Nuri: Sen kendine zorla sıkıntı yaratıyorsun abicim… Hiçbir şeyin yok aslında senin…
Adam: Doğru… Hiçbir şeyim yok… (Tabancayı kaldırır ve yüreğinin üstüne dayayıp ateş eder, düşer ve ölür.)
(Nuri ve Neriman aynı anda boğuk ve yüksek çığlık atarlar. Jazz müziği artar.) (…)

Eleştirel Duruşu ve Sanata Övgüsü

Memet Baydur, denemelerinde sıradanlığa karşı eleştirel bir tavır takınırken, gerçek sanatı ve sanatçıyı övmekten geri durmazdı.

Televizyon Eleştirisi

‘Sessiz Güvercinler Ülkesinde’ adlı eserinde televizyon kültürüne yönelik keskin eleştirilerini dile getirir:

‘Hemen hiç sevmiyorum televizyonu. Boş zamanımın neredeyse tamamı televizyon önünde geçiyor ama ‘televizyon’ seyretmiyorum. Televizyon seyredince üzülüyorum, canım sıkılıyor. Bu denli önemli, değerli bir icadın, ülkemizde böylesine kötü kullanıldığını görmek üzüyor beni. Televizyon, bilinçli, iyi kullanılsa bu toplumu iyiye doğru tepetaklak etmek mümkün olurdu. İyi televizyon iyi tiyatroyu, iyi sinemayı besler, destekler, mümkün kılar. Bizde hiç böyle olmadı. Tam tersi oldu. Televizyon bayağılaştıkça bayağılaştı.’ (İletişim, 2006, s. 272-273)
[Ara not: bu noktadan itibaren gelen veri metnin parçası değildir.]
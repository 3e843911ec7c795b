//! Engine errors
//!
//! Every variant is a rejected transaction: the caller can retry with
//! different parameters or wait for external conditions to change. No
//! operation partially applies and then errors.

use lendledger_core::{AccountId, Asset};
use lendledger_custody::CustodyError;
use lendledger_oracle::OracleError;
use rust_decimal::Decimal;
use thiserror::Error;

#[derive(Error, Debug, Clone, PartialEq, Eq)]
pub enum EngineError {
    #[error("Invalid parameter {name}: {reason}")]
    InvalidParameter { name: String, reason: String },

    #[error("Market already listed: {asset}")]
    AlreadyListed { asset: Asset },

    #[error("Market not listed: {asset}")]
    NotListed { asset: Asset },

    #[error("Insufficient {asset} balance for {account}: available {available}, requested {requested}")]
    InsufficientBalance {
        account: AccountId,
        asset: Asset,
        available: Decimal,
        requested: Decimal,
    },

    #[error("Insufficient {asset} liquidity: available {available}, requested {requested}")]
    InsufficientLiquidity {
        asset: Asset,
        available: Decimal,
        requested: Decimal,
    },

    #[error("Repay of {requested} {asset} exceeds outstanding debt {debt}")]
    RepayExceedsDebt {
        asset: Asset,
        debt: Decimal,
        requested: Decimal,
    },

    #[error("Insufficient collateral: health would be {ratio}, minimum is {minimum}")]
    InsufficientCollateral { ratio: Decimal, minimum: Decimal },

    #[error("Position would become unhealthy: health would be {ratio}, minimum is {minimum}")]
    UnhealthyPosition { ratio: Decimal, minimum: Decimal },

    #[error("Account {account} is healthy ({health}), liquidation rejected")]
    AccountHealthy { account: AccountId, health: String },

    #[error("Self-liquidation is not permitted")]
    SelfLiquidation,

    #[error("Insufficient {asset} collateral to seize: available {available}, required {required}")]
    InsufficientCollateralToSeize {
        asset: Asset,
        available: Decimal,
        required: Decimal,
    },

    #[error("Aggregate underflow in {asset} {aggregate}")]
    Underflow {
        asset: Asset,
        aggregate: &'static str,
    },

    #[error("Oracle failure: {0}")]
    Oracle(#[from] OracleError),

    #[error("Custody failure: {0}")]
    Custody(#[from] CustodyError),
}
Usta Bir Sanatçıya Güzelleme: Müşfik Kenter

Aynı zamanda, Müşfik Kenter gibi dev bir sanatçıya olan hayranlığını da usta bir dille ifade etmiştir:

‘Onu (Müşfik Kenter’i) yıllarca hiç dinmeyen bir hayranlıkla seyrettim sahnede. Tarifi olmayan bir albenisi vardır Müşfik Kenter’in. Sahnede eşi benzeri olmayan, görmeyene zor anlatılır bir ışık. (…) Nasıl derler, telefon rehberini okusa, müşkülpesent tiyatro seyircisi ayakta alkışlar Müşfik Kenter’i.’ (İletişim 2006, s. 290-291)

Yazıyı, Baydur’un ‘Şiirler’ kitabındaki o manidar dizeyle sonlandıralım: ‘…elli yıl yaşadın, şuna yarım yüzyıl deme, ciddi bir şey gibi duruyor…’ (s.12). Henüz 50 yaşındayken aramızdan ayrılan Memet Baydur, ardında yaşadığı yıllara ve yeni kuşaklara hitap eden ‘ciddi’ bir yazınsal miras bıraktı.